South Africa’s current HIV programme got underway in earnest while she was on a leave of absence to have a liver transplant. It was during this period, while the Deputy Minister of Health Nozizwe Madlala-Routledge was in charge of the Department, that the National Strategic Plan was drafted. When the Minister came back to duty, they are reported to have clashed, and Dr Tshabalala-Msimang declined to deliver an invited address at a national AIDS conference because she reportedly felt that the Deputy Minister had a more prominent position in the conference programme. Shortly afterward, Mbeki fired the Deputy Minister. Yesterday, however, in an interesting turn of fortune, Madlala-Routledge was elected the new Deputy Speaker of the National Assembly.
Infighting within the department has been typical of the former administration’s management style and there are many reports that morale in the department of health is extremely low.
Treatment activists have long called for the Minister’s removal. At the first South African TB conference in July this year, activists conducted a silent protest during a plenary talk by Dr Tshabalala-Msimang, holding up signs saying that “South Africa needs real leadership in the fight against TB and HIV.”
The new Minister
Minister Hogan does not come from a health background. She too is a veteran of the anti-apartheid struggle, joining the ANC after the 1976 riots. She was arrested for treason by the apartheid government, tortured and imprisoned for eight years (with one year in solitary confinement).
Since release, she has been deeply involved in the ANC, and served for a time in Mbeki’s government as Finance Portfolio Chairperson, until she was dismissed by Mbeki in part for her stand on HIV/AIDS (according to the TAC press release).
But she has continued to play a role in the fight against HIV, serving on the board of the Amandla AIDS Fund (AAF) established in 2003 with a $2.5 million donation from Carlos and Deborah Santana. AAF provides ART, care, treatment and prevention services to people and children with HIV. Serving with her on the board are Archbishop Desmond Tutu, TAC’s Zachie Achmat and Luyanda Ngonyama, Head of the AIDS Law Project Mark Heywood, Dr Jerry Coovadia, and Dr Fareed Abdullah.
In an interview with News24.com, she said the biggest challenge for the Department of Health “is HIV/AIDS and all the strains that it places on the health system. I would thoroughly endorse the roll-out of antiretrovirals and any way we can accelerate that, the better.”
Minister Hogan said she welcome’s the opportunity to work with TAC. “I'm not saying we will always agree but I've always had a good relationship with the TAC and NGOs involved in that sector and I think you need to mobilise every possible sector of society at the moment, from the private sector to the NGO sector to the government sector, to improve our health services.”
TAC joyous
For their part, TAC is clearly eager to work with Minister Hogan. In fact, about 50 of the activists serenaded her outside her flat in Cape Town’s City Bowl last night.

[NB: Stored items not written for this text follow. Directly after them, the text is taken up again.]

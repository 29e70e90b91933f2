use super::{narrow_wide, quiet_after, quiet_before, Bars};
use crate::common::{BarcodeError, BarcodeResult};

static ALPHABET: &[u8; 20] = b"0123456789-$:/.+ABCD";

// Seven elements per character, a set bit marks a wide element
static ENCODINGS: [u16; 20] = [
    0x003, 0x006, 0x009, 0x060, 0x012, 0x042, 0x021, 0x024, 0x030, 0x048, // 0-9
    0x00C, 0x018, 0x045, 0x051, 0x054, 0x015, // - $ : / . +
    0x01A, 0x029, 0x00B, 0x00E, // A B C D
];

const DEFAULT_GUARD: u8 = b'A';

fn is_guard(c: u8) -> bool {
    matches!(c, b'A'..=b'D')
}

/// Codabar. Data without its own start and stop characters is framed with `A`.
pub fn encode(data: &str) -> BarcodeResult<Vec<bool>> {
    let upper = data.to_ascii_uppercase();
    let bytes = upper.as_bytes();
    let starts = bytes.first().is_some_and(|&c| is_guard(c));
    let stops = bytes.last().is_some_and(|&c| is_guard(c));
    let framed: Vec<u8> = match (starts, stops) {
        (true, true) if bytes.len() >= 2 => bytes.to_vec(),
        (false, false) => {
            let mut framed = Vec::with_capacity(bytes.len() + 2);
            framed.push(DEFAULT_GUARD);
            framed.extend_from_slice(bytes);
            framed.push(DEFAULT_GUARD);
            framed
        }
        _ => return Err(BarcodeError::InvalidChar),
    };
    let body = &framed[1..framed.len() - 1];
    if body.iter().any(|&c| is_guard(c)) {
        return Err(BarcodeError::InvalidChar);
    }

    let mut bars = Bars::default();
    for (n, &c) in framed.iter().enumerate() {
        let i = ALPHABET.iter().position(|&a| a == c).ok_or(BarcodeError::InvalidChar)?;
        if n > 0 {
            bars.gap();
        }
        bars.push_narrow_wide(ENCODINGS[i], 7);
    }
    Ok(bars.0)
}

fn lookup(counters: &[usize]) -> Option<u8> {
    let pattern = narrow_wide(counters)?;
    ENCODINGS.iter().position(|&e| e == pattern).map(|i| ALPHABET[i])
}

fn decode_at(runs: &[usize], start: usize) -> Option<String> {
    let width: usize = runs[start..start + 7].iter().sum();
    if !is_guard(lookup(&runs[start..start + 7])?) || !quiet_before(runs, start, width as f32 / 2.0) {
        return None;
    }

    let mut body = String::new();
    let mut pos = start + 8;
    loop {
        if pos + 7 > runs.len() {
            return None;
        }
        let c = lookup(&runs[pos..pos + 7])?;
        if is_guard(c) {
            break;
        }
        body.push(char::from(c));
        pos += 8;
    }
    (!body.is_empty() && quiet_after(runs, pos + 7, width as f32 / 2.0)).then_some(body)
}

/// Returns the data between the start and stop characters.
pub fn decode(runs: &[usize]) -> Option<String> {
    (1..runs.len().saturating_sub(7)).step_by(2).find_map(|i| decode_at(runs, i))
}

#[cfg(test)]
mod codabar_tests {
    use super::*;
    use crate::oned::runs;
    use test_case::test_case;

    fn read(bars: &[bool]) -> Option<String> {
        let mut row = vec![false; 20];
        row.extend_from_slice(bars);
        row.extend(std::iter::repeat(false).take(20));
        decode(&runs(&row))
    }

    #[test_case("1234-5678", "1234-5678"; "framed by default")]
    #[test_case("B$3.14+C", "$3.14+"; "own guards")]
    #[test_case("d31117013206d", "31117013206"; "lower case guards")]
    fn test_roundtrip(data: &str, text: &str) {
        assert_eq!(read(&encode(data).unwrap()).as_deref(), Some(text));
    }

    #[test_case("A123"; "missing stop")]
    #[test_case("12E4"; "letter in body")]
    #[test_case("A1B2A"; "guard in body")]
    fn test_invalid(data: &str) {
        assert_eq!(encode(data), Err(BarcodeError::InvalidChar));
    }

    #[test]
    fn test_default_guards() {
        let bars = encode("7").unwrap();
        // A, gap, 7, gap, A with three wide elements in each guard
        assert_eq!(bars.len(), 2 * (4 + 3 * 3) + (5 + 2 * 3) + 2);
    }
}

According to an report in the Star, she came down to greet the activists. Fatima Hassan of the AIDS Law Project hugged her and announced that it was “the happiest day of her life.” (Also see this report).
But TAC acknowledges there will be tremendous challenges ahead.
“Hogan's biggest challenges will be to meet the treatment and prevention targets of the HIV/AIDS National Strategic Plan, integrate TB and HIV treatment, develop a feasible human resources plan for health workers and undo the considerable legacy of AIDS denialism left by her predecessor. The TAC will do all that it can to assist her and the Department of Health to meet these challenges.”